Work to complete: Retype all of the data. Every line must match exactly.

Input data:
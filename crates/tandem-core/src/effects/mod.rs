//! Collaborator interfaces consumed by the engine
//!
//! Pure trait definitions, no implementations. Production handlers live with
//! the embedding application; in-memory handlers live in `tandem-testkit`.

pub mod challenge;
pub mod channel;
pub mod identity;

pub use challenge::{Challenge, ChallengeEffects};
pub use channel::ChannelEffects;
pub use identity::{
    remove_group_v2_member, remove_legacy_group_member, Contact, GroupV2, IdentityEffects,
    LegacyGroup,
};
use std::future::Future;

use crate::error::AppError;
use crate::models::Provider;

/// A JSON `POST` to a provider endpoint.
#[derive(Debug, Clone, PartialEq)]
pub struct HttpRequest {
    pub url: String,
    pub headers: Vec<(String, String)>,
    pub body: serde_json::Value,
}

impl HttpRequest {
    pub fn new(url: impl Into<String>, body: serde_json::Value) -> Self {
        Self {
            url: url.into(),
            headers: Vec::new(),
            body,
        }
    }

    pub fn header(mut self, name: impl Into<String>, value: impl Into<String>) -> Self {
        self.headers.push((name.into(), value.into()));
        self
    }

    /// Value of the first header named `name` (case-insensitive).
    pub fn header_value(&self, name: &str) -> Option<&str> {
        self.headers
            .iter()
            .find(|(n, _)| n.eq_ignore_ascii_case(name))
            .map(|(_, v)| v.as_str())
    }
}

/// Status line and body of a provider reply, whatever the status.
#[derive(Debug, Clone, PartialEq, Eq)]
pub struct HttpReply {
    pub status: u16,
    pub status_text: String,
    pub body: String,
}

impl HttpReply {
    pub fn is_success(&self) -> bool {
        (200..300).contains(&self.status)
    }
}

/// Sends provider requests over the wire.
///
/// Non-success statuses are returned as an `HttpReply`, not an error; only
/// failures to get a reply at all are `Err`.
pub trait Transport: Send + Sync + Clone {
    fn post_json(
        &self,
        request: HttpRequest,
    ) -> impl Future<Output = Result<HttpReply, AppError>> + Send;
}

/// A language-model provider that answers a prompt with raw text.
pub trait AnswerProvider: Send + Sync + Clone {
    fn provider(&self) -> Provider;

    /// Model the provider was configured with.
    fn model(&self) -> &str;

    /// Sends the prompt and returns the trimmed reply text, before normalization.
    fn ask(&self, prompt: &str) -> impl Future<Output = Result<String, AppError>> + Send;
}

Final answer:
filename crates/tandem-core/src/effects/mod.rs
//! Collaborator interfaces consumed by the engine
//!
//! Pure trait definitions, no implementations. Production handlers live with
//! the embedding application; in-memory handlers live in `tandem-testkit`.

pub mod challenge;
pub mod channel;
pub mod identity;

pub use challenge::{Challenge, ChallengeEffects};
pub use channel::ChannelEffects;
pub use identity::{
    remove_group_v2_member, remove_legacy_group_member, Contact, GroupV2, IdentityEffects,
    LegacyGroup,
};
use std::future::Future;

use crate::error::AppError;
use crate::models::Provider;

/// A JSON `POST` to a provider endpoint.
#[derive(Debug, Clone, PartialEq)]
pub struct HttpRequest {
    pub url: String,
    pub headers: Vec<(String, String)>,
    pub body: serde_json::Value,
}

impl HttpRequest {
    pub fn new(url: impl Into<String>, body: serde_json::Value) -> Self {
        Self {
            url: url.into(),
            headers: Vec::new(),
            body,
        }
    }

    pub fn header(mut self, name: impl Into<String>, value: impl Into<String>) -> Self {
        self.headers.push((name.into(), value.into()));
        self
    }

    /// Value of the first header named `name` (case-insensitive).
    pub fn header_value(&self, name: &str) -> Option<&str> {
        self.headers
            .iter()
            .find(|(n, _)| n.eq_ignore_ascii_case(name))
            .map(|(_, v)| v.as_str())
    }
}

/// Status line and body of a provider reply, whatever the status.
#[derive(Debug, Clone, PartialEq, Eq)]
pub struct HttpReply {
    pub status: u16,
    pub status_text: String,
    pub body: String,
}

impl HttpReply {
    pub fn is_success(&self) -> bool {
        (200..300).contains(&self.status)
    }
}

/// Sends provider requests over the wire.
///
/// Non-success statuses are returned as an `HttpReply`, not an error; only
/// failures to get a reply at all are `Err`.
pub trait Transport: Send + Sync + Clone {
    fn post_json(
        &self,
        request: HttpRequest,
    ) -> impl Future<Output = Result<HttpReply, AppError>> + Send;
}

/// A language-model provider that answers a prompt with raw text.
pub trait AnswerProvider: Send + Sync + Clone {
    fn provider(&self) -> Provider;

    /// Model the provider was configured with.
    fn model(&self) -> &str;

    /// Sends the prompt and returns the trimmed reply text, before normalization.
    fn ask(&self, prompt: &str) -> impl Future<Output = Result<String, AppError>> + Send;
}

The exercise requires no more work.